How would you use this?
franz-g4:~ mdfranz$ irb
irb(main):001:0> require 'tempfile'
=> true
irb(main):002:0> t = Tempfile.new("ruby")
=> #
irb(main):003:0> u = Tempfile.new("ruby")

At this point you have a regular old File object you can do what ever you want to with. So the permissions are limited to the process owner and the filename is based on the process id, which depending on the OS may be more or less predictable. But the good news is the file is deleted automatically after the script finishes execution.
franz-g4:/tmp mdfranz$ ls -al ruby*
-rw------- 1 mdfranz wheel 0 Mar 15 20:36 ruby655.0
-rw------- 1 mdfranz wheel 0 Mar 15 20:37 ruby655.1

Python
With Python we get an (ostensibly) more secure methods as part of the tempfile module:

mkstemp([suffix[, prefix[, dir[, text]]]])
Creates a temporary file in the most secure manner possible. There are no race conditions in the file's creation, assuming that the platform properly implements the O_EXCL flag for os.open(). The file is readable and writable only by the creating user ID. If the platform uses permission bits to indicate whether a file is executable, the file is executable by no one. The file descriptor is not inherited by child processes.

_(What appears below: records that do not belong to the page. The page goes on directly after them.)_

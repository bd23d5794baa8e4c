//! HTTP diagnostics sink - posts plugin failure reports as JSON

use async_trait::async_trait;
use reqwest::Client;

use crate::application::errors::BotError;
use crate::domain::traits::{DiagnosticReport, DiagnosticsSink};
use crate::infrastructure::config::DiagnosticsConfig;

pub struct HttpDiagnostics {
    client: Client,
    endpoint: String,
}

impl HttpDiagnostics {
    pub fn new(endpoint: impl Into<String>) -> Self {
        Self {
            client: Client::new(),
            endpoint: endpoint.into(),
        }
    }

    /// `None` unless reporting is enabled and an endpoint is set
    pub fn from_config(config: &DiagnosticsConfig) -> Option<Self> {
        match (&config.endpoint, config.enabled) {
            (Some(endpoint), true) if !endpoint.is_empty() => Some(Self::new(endpoint.clone())),
            _ => None,
        }
    }

    pub fn endpoint(&self) -> &str {
        &self.endpoint
    }
}

#[async_trait]
impl DiagnosticsSink for HttpDiagnostics {
    async fn report(&self, report: DiagnosticReport) -> Result<(), BotError> {
        let response = self
            .client
            .post(&self.endpoint)
            .header("Content-Type", "application/json")
            .json(&report)
            .send()
            .await
            .map_err(|e| BotError::Transport(e.to_string()))?;

        if !response.status().is_success() {
            let status = response.status();
            return Err(BotError::Transport(format!("diagnostics endpoint returned {}", status)));
        }
        tracing::debug!("Reported failure of {} to {}", report.plugin, self.endpoint);
        Ok(())
    }
}

#[cfg(test)]
mod tests {
    use super::*;

    #[test]
    fn test_disabled_without_endpoint() {
        let mut config = DiagnosticsConfig::default();
        assert!(HttpDiagnostics::from_config(&config).is_none());

        config.endpoint = Some("http://127.0.0.1:9/report".to_string());
        assert!(HttpDiagnostics::from_config(&config).is_none());

        config.enabled = true;
        let sink = HttpDiagnostics::from_config(&config).unwrap();
        assert_eq!(sink.endpoint(), "http://127.0.0.1:9/report");
    }

    #[test]
    fn test_report_body_shape() {
        let report = DiagnosticReport {
            identifier: "15550100".to_string(),
            plugin: "weather".to_string(),
            command: ".weather".to_string(),
            reason: "boom #HIDDEN#".to_string(),
            content_hash: Some("abc".to_string()),
        };
        let body = serde_json::to_value(&report).unwrap();
        assert_eq!(body["plugin"], "weather");
        assert_eq!(body["content_hash"], "abc");
    }
}
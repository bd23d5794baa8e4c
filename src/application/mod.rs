//! Application layer - Use cases and business logic
//!
//! This layer contains:
//! - Services: Authorization, ban gate, permission rules, ledger, stats
//! - Errors: Domain-specific errors
//! - Messaging: Prefix matching, admission control, dispatching, auxiliary events

pub mod errors;
pub mod services;
pub mod messaging;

Unlike TemporaryFile(), the user of mkstemp() is responsible for deleting the temporary file when done with it.

If suffix is specified, the file name will end with that suffix, otherwise there will be no suffix. mkstemp() does not put a dot between the file name and the suffix; if you need one, put it at the beginning of suffix.

If prefix is specified, the file name will begin with that prefix; otherwise, a default prefix is used.

If dir is specified, the file will be created in that directory; otherwise, a default directory is used.

If text is specified, it indicates whether to open the file in binary mode (the default) or text mode. On some platforms, this makes no difference.

mkstemp() returns a tuple containing an OS-level handle to an open file (as would be returned by os.open()) and the absolute pathname of that file, in that order. New in version 2.3.


and for directories

mkdtemp([suffix[, prefix[, dir]]])
Creates a temporary directory in the most secure manner possible. There are no race conditions in the directory's creation. The directory is readable, writable, and searchable only by the creating user ID.

The user of mkdtemp() is responsible for deleting the temporary directory and its contents when done with it.

The prefix, suffix, and dir arguments are the same as for mkstemp().

mkdtemp() returns the absolute pathname of the new directory. New in version 2.3.

An example combining the two:


>>> import tempfile
>>> td = tempfile.mkdtemp()
>>> td
'/tmp/tmpaJ-M4J'
>>> tf = tempfile.mkstemp(dir=td)
>>> tf
(3, '/tmp/tmpaJ-M4J/tmpb7pxE4')


And even after the script executes they are still around

franz-macbook:/tmp mdfranz$ ls -al tmpaJ-M4J/
total 0
drwx------ 3 mdfranz wheel 102 Mar 17 07:08 .
drwxrwxrwt 4 root wheel 136 Mar 17 07:06 ..
-rw------- 1 mdfranz wheel 0 Mar 17 07:08 tmpb7pxE4

So unlike the Ruby you have to call open on the pathname + filename you got back from mkstemp/mktemp vs getting a File/IO object back.

Conclusions
As usual, the Python API documentation is more complete (and probably more importantly) consistent and in a single place. Going back and forth between the The Pragmatic Programmer and the the Ruby Standard Library Documentation and the Ruby Class and Library reference is very annoying. While I certainly didn't audit the source for Python or Ruby to determine the difficulty of race conditions and to see whether or not they are "impossible" but the use of a more pseuedo-random value for the filename (and directory name) with Python certainly raises the bar higher for Python. And combining the directory and file functions in Python. The only real downside for the Python API is that you have to clean up temporary files and directories automatically, likely a consequence of the Python API not being "truly and consistenly OO" (a common critique).